● MATERIAL SUPPLIED
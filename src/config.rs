//! Command-line flags and the configuration derived from them.

use std::path::PathBuf;

use clap::Parser;

use crate::shell::thread::{MAX_JID, MAX_JOBS};

pub const PROMPT: &str = "tsh> ";
const HISTORY_FILE: &str = ".tsh_history";

pub const USAGE: &str = "\
Usage: tsh [-hvp] [--max-jobs <n>]
   -h   print this message
   -v   print additional diagnostic information
   -p   do not emit a command prompt
   --max-jobs <n>   maximum number of concurrent jobs (default 16)
";

#[derive(Debug, Parser)]
#[command(name = "tsh", about = "A tiny shell with job control", disable_help_flag = true)]
pub struct Cli {
    /// Print usage and exit
    #[arg(short = 'h')]
    pub help: bool,

    /// Print additional job table diagnostics
    #[arg(short = 'v')]
    pub verbose: bool,

    /// Do not emit a prompt (for scripted input)
    #[arg(short = 'p')]
    pub no_prompt: bool,

    #[arg(long, default_value_t = MAX_JOBS, value_parser = parse_max_jobs)]
    pub max_jobs: usize,
}

fn parse_max_jobs(s: &str) -> Result<usize, String> {
    let n: usize = s.parse().map_err(|e| format!("{}", e))?;
    if (1..=MAX_JID).contains(&n) {
        Ok(n)
    } else {
        Err(format!("must be between 1 and {}", MAX_JID))
    }
}

#[derive(Debug, Clone)]
pub struct Config {
    pub prompt: String,
    pub verbose: bool,
    pub max_jobs: usize,
    pub history: Option<PathBuf>, // Interactive sessions only
}

impl Default for Config {
    fn default() -> Self {
        Config {
            prompt: PROMPT.to_string(),
            verbose: false,
            max_jobs: MAX_JOBS,
            history: None,
        }
    }
}

impl Config {
    pub fn from_cli(cli: &Cli) -> Self {
        let (prompt, history) = if cli.no_prompt {
            (String::new(), None)
        } else {
            (
                PROMPT.to_string(),
                dirs::home_dir().map(|home| home.join(HISTORY_FILE)),
            )
        };
        Config {
            prompt,
            verbose: cli.verbose,
            max_jobs: cli.max_jobs,
            history,
        }
    }
}

#[cfg(test)]
mod tests {
    use super::*;

    fn parse(args: &[&str]) -> Result<Cli, clap::Error> {
        Cli::try_parse_from(std::iter::once("tsh").chain(args.iter().copied()))
    }

    #[test]
    fn defaults() {
        let cli = parse(&[]).unwrap();
        assert!(!cli.help && !cli.verbose && !cli.no_prompt);
        let config = Config::from_cli(&cli);
        assert_eq!(config.prompt, PROMPT);
        assert_eq!(config.max_jobs, MAX_JOBS);
    }

    #[test]
    fn combined_short_flags() {
        let cli = parse(&["-vp"]).unwrap();
        assert!(cli.verbose && cli.no_prompt);
        let config = Config::from_cli(&cli);
        assert_eq!(config.prompt, "");
        assert!(config.history.is_none());
        assert!(config.verbose);
    }

    #[test]
    fn help_is_a_plain_flag() {
        assert!(parse(&["-h"]).unwrap().help);
    }

    #[test]
    fn rejects_unknown_flags_and_bad_limits() {
        assert!(parse(&["-x"]).is_err());
        assert!(parse(&["--max-jobs", "0"]).is_err());
        assert!(parse(&["--max-jobs", "many"]).is_err());
        assert_eq!(parse(&["--max-jobs", "4"]).unwrap().max_jobs, 4);
    }
}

● THE PROBLEM
In the entries above, the lines from the one bearing "jobs (default 16)" up to and including the one bearing "(for scripted input)" should be transcribed exactly; no other line is wanted.

● YOUR SOLUTION
   --max-jobs <n>   maximum number of concurrent jobs (default 16)
";

#[derive(Debug, Parser)]
#[command(name = "tsh", about = "A tiny shell with job control", disable_help_flag = true)]
pub struct Cli {
    /// Print usage and exit
    #[arg(short = 'h')]
    pub help: bool,

    /// Print additional job table diagnostics
    #[arg(short = 'v')]
    pub verbose: bool,

    /// Do not emit a prompt (for scripted input)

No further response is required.